NeurIPS 2020

Can the Brain Do Backpropagation? --- Exact Implementation of Backpropagation in Predictive Coding Networks

Review 1

Summary and Contributions: This paper starts from the inference learning (IL) approach by Whittington and Bogacz for predictive coding networks (PCNs) and makes two new contributions. First, it is shown that under specific conditions, (zero-divergent) IL is exactly equivalent to backpropagation (BP). Second, an extension (Fa-Z-IL) is introduced which can autonomously switch between prediction and learning.

Strengths: The paper makes a new contribution to the recent focus in creating biologically plausible variants of backpropagation.

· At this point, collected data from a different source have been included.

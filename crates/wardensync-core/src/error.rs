//! Error types for Wardensync

use thiserror::Error;

pub type Result<T> = std::result::Result<T, Error>;

#[derive(Error, Debug)]
pub enum Error {
    /// Missing or invalid configuration; fatal for the affected organization only
    #[error("Configuration error: {0}")]
    Configuration(String),

    /// Directory or vault could not be reached; retried by the run loop
    #[error("Connectivity error: {0}")]
    Connectivity(String),

    /// A single vault call was rejected
    #[error("API error{}: {message}", status_suffix(.status))]
    Api {
        status: Option<u16>,
        message: String,
    },

    /// At least one action failed while the others were applied
    #[error("Partial failure: {}", .0.join("; "))]
    PartialFailure(Vec<String>),

    #[error("Invalid argument: {0}")]
    InvalidArgument(String),

    #[error(transparent)]
    Other(#[from] anyhow::Error),
}

fn status_suffix(status: &Option<u16>) -> String {
    match status {
        Some(code) => format!(" [HTTP {}]", code),
        None => String::new(),
    }
}

impl Error {
    pub fn api(status: Option<u16>, message: impl Into<String>) -> Self {
        Error::Api {
            status,
            message: message.into(),
        }
    }

    /// Short label used for logs and metric labels
    pub fn kind(&self) -> &'static str {
        match self {
            Error::Configuration(_) => "configuration",
            Error::Connectivity(_) => "connectivity",
            Error::Api { .. } => "api",
            Error::PartialFailure(_) => "partial_failure",
            Error::InvalidArgument(_) => "invalid_argument",
            Error::Other(_) => "internal",
        }
    }
}
//! Cycle reports

use chrono::{DateTime, Utc};
use serde::Serialize;
use wardensync_core::SyncActions;

/// Where an organization pass currently is
#[derive(Debug, Clone, Copy, PartialEq, Eq, Serialize)]
#[serde(rename_all = "snake_case")]
pub enum CyclePhase {
    Idle,
    FetchingDirectory,
    FetchingVault,
    Reconciling,
    Applying,
    Succeeded,
    Failed,
}

impl CyclePhase {
    pub fn as_str(&self) -> &'static str {
        match self {
            CyclePhase::Idle => "idle",
            CyclePhase::FetchingDirectory => "fetching_directory",
            CyclePhase::FetchingVault => "fetching_vault",
            CyclePhase::Reconciling => "reconciling",
            CyclePhase::Applying => "applying",
            CyclePhase::Succeeded => "succeeded",
            CyclePhase::Failed => "failed",
        }
    }

    pub fn is_terminal(&self) -> bool {
        matches!(self, CyclePhase::Succeeded | CyclePhase::Failed)
    }
}

/// How the organizations of a cycle were selected
#[derive(Debug, Clone, Copy, PartialEq, Eq, Serialize)]
#[serde(rename_all = "snake_case")]
pub enum SyncMode {
    Single,
    AutoDiscovery,
    MultiOrg,
}

impl SyncMode {
    pub fn as_str(&self) -> &'static str {
        match self {
            SyncMode::Single => "single",
            SyncMode::AutoDiscovery => "auto_discovery",
            SyncMode::MultiOrg => "multi_org",
        }
    }
}

/// Outcome of one organization pass
#[derive(Debug, Clone, Serialize)]
pub struct OrgSyncReport {
    /// Config id in multi-organization mode, organization name otherwise
    pub label: String,
    pub org_id: String,
    pub phase: CyclePhase,

    /// Phase in which the pass failed
    pub failed_in: Option<CyclePhase>,

    /// Computed actions; kept even when applying some of them failed
    pub actions: SyncActions,

    pub errors: Vec<String>,
}

impl OrgSyncReport {
    pub fn new(label: impl Into<String>, org_id: impl Into<String>) -> Self {
        Self {
            label: label.into(),
            org_id: org_id.into(),
            phase: CyclePhase::Idle,
            failed_in: None,
            actions: SyncActions::default(),
            errors: Vec::new(),
        }
    }

    pub fn enter(&mut self, phase: CyclePhase) {
        debug_assert!(!self.phase.is_terminal(), "pass already finished");
        self.phase = phase;
    }

    /// Mark the pass failed in its current phase
    pub fn fail(&mut self, error: impl Into<String>) {
        self.fail_all(vec![error.into()]);
    }

    pub fn fail_all(&mut self, errors: Vec<String>) {
        self.failed_in = Some(self.phase);
        self.phase = CyclePhase::Failed;
        self.errors.extend(errors);
    }

    pub fn succeed(&mut self) {
        self.phase = CyclePhase::Succeeded;
    }

    pub fn is_success(&self) -> bool {
        self.phase == CyclePhase::Succeeded
    }

    /// Joined error text, empty on success
    pub fn error_text(&self) -> String {
        self.errors.join("; ")
    }
}

/// Outcome of one cycle
#[derive(Debug, Clone, Serialize)]
pub struct CycleReport {
    pub mode: SyncMode,
    pub started_at: DateTime<Utc>,

    /// Set for dry runs; no action was applied
    pub dry_run: bool,

    pub organizations: Vec<OrgSyncReport>,
}

impl CycleReport {
    pub fn new(mode: SyncMode, dry_run: bool) -> Self {
        Self {
            mode,
            started_at: Utc::now(),
            dry_run,
            organizations: Vec::new(),
        }
    }

    /// True when every organization pass succeeded
    pub fn is_success(&self) -> bool {
        self.organizations.iter().all(OrgSyncReport::is_success)
    }

    /// Union of the actions of every organization
    pub fn total_actions(&self) -> SyncActions {
        let mut total = SyncActions::default();
        for org in &self.organizations {
            total.merge(&org.actions);
        }
        total
    }

    pub fn failed(&self) -> impl Iterator<Item = &OrgSyncReport> {
        self.organizations.iter().filter(|o| !o.is_success())
    }

    pub fn succeeded_count(&self) -> usize {
        self.organizations.iter().filter(|o| o.is_success()).count()
    }
}

#[cfg(test)]
mod tests {
    use super::*;

    #[test]
    fn test_failure_records_phase() {
        let mut report = OrgSyncReport::new("default", "org-1");
        report.enter(CyclePhase::FetchingDirectory);
        report.enter(CyclePhase::FetchingVault);
        report.fail("connection refused");

        assert_eq!(report.phase, CyclePhase::Failed);
        assert_eq!(report.failed_in, Some(CyclePhase::FetchingVault));
        assert!(!report.is_success());
        assert_eq!(report.error_text(), "connection refused");
    }

    #[test]
    fn test_cycle_success_requires_every_org() {
        let mut cycle = CycleReport::new(SyncMode::AutoDiscovery, false);

        let mut ok = OrgSyncReport::new("Ops", "o1");
        ok.actions.invite.insert("a@example.com".to_string());
        ok.succeed();
        cycle.organizations.push(ok);
        assert!(cycle.is_success());

        let mut bad = OrgSyncReport::new("Dev", "o2");
        bad.actions.invite.insert("b@example.com".to_string());
        bad.enter(CyclePhase::Applying);
        bad.fail_all(vec!["invite b@example.com: boom".to_string()]);
        cycle.organizations.push(bad);

        assert!(!cycle.is_success());
        assert_eq!(cycle.succeeded_count(), 1);
        assert_eq!(cycle.failed().count(), 1);
        assert_eq!(cycle.total_actions().invite.len(), 2);
    }

    #[test]
    fn test_report_serializes_phases_in_snake_case() {
        let mut report = OrgSyncReport::new("default", "org-1");
        report.enter(CyclePhase::FetchingVault);
        report.fail("x");
        let json = serde_json::to_value(&report).unwrap();
        assert_eq!(json["phase"], "failed");
        assert_eq!(json["failed_in"], "fetching_vault");
    }
}
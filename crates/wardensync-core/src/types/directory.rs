//! Directory-side types

use serde::{Deserialize, Serialize};

use crate::filter::build_filter;
use crate::{
    DEFAULT_DISABLED_ATTRIBUTE, DEFAULT_DISABLED_VALUES, DEFAULT_GROUP_ATTRIBUTE,
    DEFAULT_MAIL_ATTRIBUTE,
};

/// A user entry as seen in one directory snapshot
#[derive(Debug, Clone, PartialEq, Eq, Serialize, Deserialize)]
pub struct DirectoryUser {
    /// Distinguished name
    pub dn: String,

    /// Mail address (first value of the mail attribute)
    pub email: Option<String>,

    /// Group memberships
    pub groups: Vec<String>,

    /// Whether the account is locked in the directory
    pub disabled: bool,
}

impl DirectoryUser {
    pub fn new(dn: impl Into<String>, email: Option<&str>, disabled: bool) -> Self {
        Self {
            dn: dn.into(),
            email: email.map(str::to_string),
            groups: Vec::new(),
            disabled,
        }
    }

    /// Lower-cased, trimmed email, `None` when absent or blank
    pub fn normalized_email(&self) -> Option<String> {
        self.email
            .as_deref()
            .map(str::trim)
            .filter(|e| !e.is_empty())
            .map(str::to_lowercase)
    }
}

/// What to ask the directory for and how to classify the answer
#[derive(Debug, Clone, PartialEq, Eq, Serialize, Deserialize)]
pub struct DirectoryQuery {
    /// objectClass restriction; `*` or empty disables it
    pub object_type: Option<String>,

    /// Raw group list (`;`, `|` or `, ` separated DNs)
    pub groups: Option<String>,

    /// Raw additional filter, used verbatim
    pub additional_filter: Option<String>,

    /// Attribute holding group membership
    pub group_attribute: String,

    /// Attribute holding the mail address
    pub mail_attribute: String,

    /// Attribute carrying the lock flag; `None` means every account is
    /// classified through `missing_is_disabled`
    pub disabled_attribute: Option<String>,

    /// Values of `disabled_attribute` that mean "locked"
    pub disabled_values: Vec<String>,

    /// Classification used when the lock attribute is absent or empty
    pub missing_is_disabled: bool,
}

impl Default for DirectoryQuery {
    fn default() -> Self {
        Self {
            object_type: None,
            groups: None,
            additional_filter: None,
            group_attribute: DEFAULT_GROUP_ATTRIBUTE.to_string(),
            mail_attribute: DEFAULT_MAIL_ATTRIBUTE.to_string(),
            disabled_attribute: Some(DEFAULT_DISABLED_ATTRIBUTE.to_string()),
            disabled_values: DEFAULT_DISABLED_VALUES.iter().map(|v| v.to_string()).collect(),
            missing_is_disabled: false,
        }
    }
}

impl DirectoryQuery {
    /// Search filter for this query
    pub fn filter(&self) -> String {
        build_filter(
            self.object_type.as_deref(),
            self.groups.as_deref(),
            self.additional_filter.as_deref(),
            &self.group_attribute,
        )
    }

    /// Copy of this query with a different group restriction
    pub fn with_groups(&self, groups: Option<&str>) -> Self {
        Self {
            groups: groups.map(str::to_string),
            ..self.clone()
        }
    }

    /// Attributes to request from the directory
    pub fn attributes(&self) -> Vec<String> {
        let mut attrs = vec![self.mail_attribute.clone(), self.group_attribute.clone()];
        if let Some(attr) = &self.disabled_attribute {
            attrs.push(attr.clone());
        }
        attrs
    }

    /// Classify the lock state from the raw values of the disabled attribute.
    ///
    /// `values` is `None` when the attribute is absent from the entry.
    pub fn classify_disabled(&self, values: Option<&[String]>) -> bool {
        match values {
            Some(values) if values.iter().any(|v| !v.is_empty()) => values
                .iter()
                .any(|v| self.disabled_values.iter().any(|d| d == v)),
            _ => self.missing_is_disabled,
        }
    }
}
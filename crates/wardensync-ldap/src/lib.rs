//! Directory snapshot provider backed by LDAP
//!
//! Supports:
//! - LDAP and LDAPS (389 Directory Server, FreeIPA, OpenLDAP, Active Directory)
//! - STARTTLS upgrade
//! - Custom CA bundles and disabled certificate verification

mod client;
mod error;
mod tls;
mod types;

pub use client::{user_from_entry, LdapDirectory};
pub use error::{DirectoryError, DirectoryResult};
pub use types::LdapSettings;
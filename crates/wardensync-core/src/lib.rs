//! Wardensync Core Library
//!
//! Core types, traits, and the reconciliation engine for keeping vault
//! organization membership in line with a directory service.

pub mod config;
pub mod error;
pub mod filter;
pub mod provider;
pub mod reconcile;
pub mod self_lock;
pub mod types;

pub use config::{OrgConfigSet, OrganizationConfig, SyncConfig};
pub use error::{Error, Result};
pub use filter::build_filter;
pub use provider::{DirectoryProvider, VaultConnector, VaultProvider};
pub use reconcile::reconcile;
pub use types::{
    member_map, DirectoryQuery, DirectoryUser, ManagedOrganization, MemberId, MemberMap,
    MemberStatus, OrgMember, SyncActions, VaultCredentials,
};

/// Wardensync version
pub const VERSION: &str = env!("CARGO_PKG_VERSION");

/// Default directory group membership attribute
pub const DEFAULT_GROUP_ATTRIBUTE: &str = "memberOf";

/// Default directory mail attribute
pub const DEFAULT_MAIL_ATTRIBUTE: &str = "mail";

/// Default attribute carrying the account lock flag (389ds / FreeIPA)
pub const DEFAULT_DISABLED_ATTRIBUTE: &str = "nsAccountLock";

/// Values of the disabled attribute that mark an account as locked
pub const DEFAULT_DISABLED_VALUES: &[&str] = &["TRUE", "true", "1", "yes", "YES"];

/// Default directory URL
pub const DEFAULT_LDAP_HOST: &str = "ldap://localhost:389";

/// Default vault URL
pub const DEFAULT_VAULT_URL: &str = "http://localhost:8080";
//! TLS client configuration for a custom CA bundle

use rustls_pemfile::certs;
use std::fs::File;
use std::io::BufReader;
use std::sync::Arc;

use crate::error::{DirectoryError, DirectoryResult};

/// Build a rustls client config trusting only the CAs in `path`
pub fn load_ca_config(path: &str) -> DirectoryResult<Arc<rustls::ClientConfig>> {
    let file = File::open(path)
        .map_err(|e| DirectoryError::Tls(format!("Failed to open CA file {}: {}", path, e)))?;
    let der = certs(&mut BufReader::new(file))
        .map_err(|e| DirectoryError::Tls(format!("Failed to parse CA file {}: {}", path, e)))?;

    let mut roots = rustls::RootCertStore::empty();
    let (added, _ignored) = roots.add_parsable_certificates(&der);
    if added == 0 {
        return Err(DirectoryError::Tls(format!(
            "No usable certificates in CA file {}",
            path
        )));
    }

    let config = rustls::ClientConfig::builder()
        .with_safe_defaults()
        .with_root_certificates(roots)
        .with_no_client_auth();

    Ok(Arc::new(config))
}

#[cfg(test)]
mod tests {
    use super::*;

    #[test]
    fn test_missing_file() {
        let err = load_ca_config("/nonexistent/ca.pem").unwrap_err();
        assert!(matches!(err, DirectoryError::Tls(_)));
    }

    #[test]
    fn test_file_without_certificates() {
        let path = std::env::temp_dir().join(format!("wardensync-empty-ca-{}.pem", std::process::id()));
        std::fs::write(&path, "not a certificate\n").unwrap();
        let err = load_ca_config(path.to_str().unwrap()).unwrap_err();
        assert!(err.to_string().contains("No usable certificates"));
        let _ = std::fs::remove_file(path);
    }
}
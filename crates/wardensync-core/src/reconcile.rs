//! Reconciliation engine
//!
//! Pure set algebra over one directory snapshot and one vault snapshot:
//!
//! - invite:  enabled in the directory, unknown to the vault
//! - revoke:  disabled in the directory, active in the vault
//! - restore: enabled in the directory, revoked in the vault
//!
//! In strict mode every active member that is not an enabled directory user
//! is revoked as well. The whitelist shields emails from revocation only.
//!
//! When one address belongs to both an enabled and a disabled directory
//! entry it is treated as enabled: it is never revoked, and it is invited or
//! restored like any other enabled user. This keeps the three action sets
//! disjoint.

use std::collections::BTreeSet;

use crate::types::{DirectoryUser, MemberMap, SyncActions};

/// Compute the actions needed to converge `members` onto `users`
pub fn reconcile(
    users: &[DirectoryUser],
    members: &MemberMap,
    whitelist: &BTreeSet<String>,
    strict: bool,
) -> SyncActions {
    let mut enabled_dir = BTreeSet::new();
    let mut disabled_dir = BTreeSet::new();
    for user in users {
        let Some(email) = user.normalized_email() else {
            continue;
        };
        if user.disabled {
            disabled_dir.insert(email);
        } else {
            enabled_dir.insert(email);
        }
    }
    // An address shared by an enabled and a disabled entry counts as enabled
    disabled_dir.retain(|e| !enabled_dir.contains(e));

    let whitelist: BTreeSet<String> = whitelist.iter().map(|e| e.trim().to_lowercase()).collect();

    let active_vw: BTreeSet<String> = members
        .iter()
        .filter(|(_, m)| m.is_active())
        .map(|(email, _)| email.to_lowercase())
        .collect();
    let revoked_vw: BTreeSet<String> = members
        .iter()
        .filter(|(_, m)| m.is_revoked())
        .map(|(email, _)| email.to_lowercase())
        .collect();

    let invite = enabled_dir
        .iter()
        .filter(|e| !active_vw.contains(*e) && !revoked_vw.contains(*e) && !whitelist.contains(*e))
        .cloned()
        .collect();

    let mut revoke: BTreeSet<String> = disabled_dir
        .intersection(&active_vw)
        .filter(|e| !whitelist.contains(*e))
        .cloned()
        .collect();

    let restore = enabled_dir.intersection(&revoked_vw).cloned().collect();

    if strict {
        revoke.extend(
            active_vw
                .iter()
                .filter(|e| !enabled_dir.contains(*e) && !whitelist.contains(*e))
                .cloned(),
        );
    }

    SyncActions {
        invite,
        revoke,
        restore,
    }
}
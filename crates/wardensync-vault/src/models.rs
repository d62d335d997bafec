//! Wire types for the Bitwarden-compatible REST API
//!
//! Vaultwarden answers in camelCase, older servers in PascalCase; both are
//! accepted.

use serde::{Deserialize, Serialize};
use uuid::Uuid;
use wardensync_core::{ManagedOrganization, MemberStatus, OrgMember};

/// Role code sent with invitations (plain user)
pub const INVITE_ROLE_USER: i32 = 2;

#[derive(Debug, Clone, Deserialize)]
pub struct TokenResponse {
    pub access_token: String,

    #[serde(default = "default_expires_in")]
    pub expires_in: u64,
}

fn default_expires_in() -> u64 {
    3600
}

/// `{ "data": [...] }` envelope used by list endpoints
#[derive(Debug, Clone, Deserialize)]
pub struct ListResponse<T> {
    #[serde(alias = "Data", default = "Vec::new")]
    pub data: Vec<T>,
}

#[derive(Debug, Clone, Deserialize)]
#[serde(rename_all = "camelCase")]
pub struct MemberDto {
    #[serde(alias = "Id")]
    pub id: String,

    #[serde(alias = "UserId", default)]
    pub user_id: Option<Uuid>,

    #[serde(alias = "Email", default)]
    pub email: Option<String>,

    #[serde(alias = "Status")]
    pub status: i32,
}

impl MemberDto {
    /// Domain member, `None` when the record carries no email
    pub fn into_member(self) -> Option<OrgMember> {
        let email = self.email.filter(|e| !e.trim().is_empty())?;
        let member = OrgMember::new(self.id, email, MemberStatus::from(self.status));
        Some(match self.user_id {
            Some(account_id) => member.with_account_id(account_id),
            None => member,
        })
    }
}

#[derive(Debug, Clone, Deserialize)]
#[serde(rename_all = "camelCase")]
pub struct ProfileDto {
    #[serde(alias = "Organizations", default)]
    pub organizations: Vec<OrganizationDto>,
}

#[derive(Debug, Clone, Deserialize)]
#[serde(rename_all = "camelCase")]
pub struct OrganizationDto {
    #[serde(alias = "Id")]
    pub id: String,

    #[serde(alias = "Name", default)]
    pub name: String,

    #[serde(alias = "Status", default)]
    pub status: i32,

    #[serde(rename = "type", alias = "Type", default)]
    pub role: i32,

    #[serde(alias = "Enabled", default = "default_enabled")]
    pub enabled: bool,
}

fn default_enabled() -> bool {
    true
}

impl From<OrganizationDto> for ManagedOrganization {
    fn from(dto: OrganizationDto) -> Self {
        ManagedOrganization {
            id: dto.id,
            name: dto.name,
            status: dto.status,
            role: dto.role,
            enabled: dto.enabled,
        }
    }
}

#[derive(Debug, Clone, Serialize)]
#[serde(rename_all = "camelCase")]
pub struct InviteRequest {
    pub emails: Vec<String>,

    #[serde(rename = "type")]
    pub role: i32,

    pub access_all: bool,
    pub collections: Vec<serde_json::Value>,
    pub groups: Vec<String>,
    pub permissions: serde_json::Map<String, serde_json::Value>,
}

impl InviteRequest {
    pub fn user(email: &str) -> Self {
        Self {
            emails: vec![email.to_string()],
            role: INVITE_ROLE_USER,
            access_all: false,
            collections: Vec::new(),
            groups: Vec::new(),
            permissions: serde_json::Map::new(),
        }
    }
}
//! Sync orchestration
//!
//! Drives one reconciliation cycle in single, auto-discovery or
//! multi-organization mode and applies the resulting actions.

pub mod apply;
pub mod assign;
pub mod metrics;
pub mod report;
pub mod synchronizer;

#[cfg(test)]
mod testing;

pub use apply::{apply_actions, ActionKind};
pub use assign::{assign_users_to_organizations, scoped_view};
pub use report::{CyclePhase, CycleReport, OrgSyncReport, SyncMode};
pub use synchronizer::Synchronizer;
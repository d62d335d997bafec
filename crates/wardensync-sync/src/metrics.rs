//! Prometheus metrics for Wardensync
//!
//! Recorded through the `metrics` facade; nothing is exported unless the
//! binary installs a recorder.

use metrics::{counter, describe_counter, describe_gauge, describe_histogram, gauge, histogram, Unit};
use std::time::Duration;

use crate::apply::ActionKind;

/// Metric names
pub mod names {
    pub const ACTIONS_TOTAL: &str = "wardensync_actions_total";
    pub const CYCLES_TOTAL: &str = "wardensync_cycles_total";
    pub const CONSECUTIVE_FAILURES: &str = "wardensync_consecutive_failures";
    pub const CYCLE_DURATION_SECONDS: &str = "wardensync_cycle_duration_seconds";
}

/// Register descriptions with the installed recorder
pub fn describe() {
    describe_counter!(
        names::ACTIONS_TOTAL,
        Unit::Count,
        "Membership actions attempted, by action and outcome"
    );
    describe_counter!(names::CYCLES_TOTAL, Unit::Count, "Sync cycles run, by outcome");
    describe_gauge!(
        names::CONSECUTIVE_FAILURES,
        Unit::Count,
        "Failed cycles since the last successful one"
    );
    describe_histogram!(
        names::CYCLE_DURATION_SECONDS,
        Unit::Seconds,
        "Wall time of a sync cycle"
    );
}

fn outcome(success: bool) -> &'static str {
    if success {
        "success"
    } else {
        "failure"
    }
}

pub fn record_action(action: ActionKind, success: bool) {
    counter!(
        names::ACTIONS_TOTAL,
        "action" => action.as_str(),
        "outcome" => outcome(success)
    )
    .increment(1);
}

pub fn record_cycle(success: bool, duration: Duration) {
    counter!(names::CYCLES_TOTAL, "outcome" => outcome(success)).increment(1);
    histogram!(names::CYCLE_DURATION_SECONDS).record(duration.as_secs_f64());
}

pub fn set_consecutive_failures(count: u32) {
    gauge!(names::CONSECUTIVE_FAILURES).set(count as f64);
}
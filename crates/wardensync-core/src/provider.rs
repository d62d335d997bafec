//! Collaborator interfaces
//!
//! The orchestrator only talks to the directory and to the vault through
//! these traits. Implementations live in `wardensync-ldap` and
//! `wardensync-vault`.

use async_trait::async_trait;
use std::sync::Arc;
use uuid::Uuid;

use crate::types::{
    DirectoryQuery, DirectoryUser, ManagedOrganization, MemberId, OrgMember, VaultCredentials,
};
use crate::Result;

/// Source of directory snapshots
#[async_trait]
pub trait DirectoryProvider: Send + Sync {
    /// Fetch every user matching `query`, with the lock flag classified
    async fn fetch_users(&self, query: &DirectoryQuery) -> Result<Vec<DirectoryUser>>;
}

/// Vault session bound to one set of credentials
#[async_trait]
pub trait VaultProvider: Send + Sync {
    async fn list_members(&self, org_id: &str) -> Result<Vec<OrgMember>>;

    async fn invite(&self, org_id: &str, email: &str) -> Result<()>;

    async fn revoke(&self, org_id: &str, member_id: &MemberId) -> Result<()>;

    async fn restore(&self, org_id: &str, member_id: &MemberId) -> Result<()>;

    /// Organizations the session's account belongs to, manageable or not
    async fn list_organizations(&self) -> Result<Vec<ManagedOrganization>>;

    /// Organizations the session's account can administer
    async fn list_manageable_organizations(&self) -> Result<Vec<ManagedOrganization>> {
        Ok(self
            .list_organizations()
            .await?
            .into_iter()
            .filter(ManagedOrganization::is_manageable)
            .collect())
    }

    /// Email of the member whose underlying account is `account_id`
    async fn resolve_own_email(&self, org_id: &str, account_id: Uuid) -> Result<Option<String>> {
        Ok(self
            .list_members(org_id)
            .await?
            .into_iter()
            .find(|m| m.account_id == Some(account_id))
            .map(|m| m.email))
    }
}

/// Factory for vault sessions
#[async_trait]
pub trait VaultConnector: Send + Sync {
    async fn connect(&self, credentials: &VaultCredentials) -> Result<Arc<dyn VaultProvider>>;
}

It shows that PCN is equivalent to backpropagation under specific assumptions and do this is a fully autonomous manner while using relatively simple local update rules.

Weaknesses: It remains somewhat unclear if the introduced constraints (C1-C3) as well as the function phi to modulate local learning in the fully autonomous setting are truly biologically plausible. Other criticism for BP remain for the current approach. I.e. the weight transport problem, the question how to generalize to spiking neural networks and how to apply this recurrent neural networks without the need to transport information back through time.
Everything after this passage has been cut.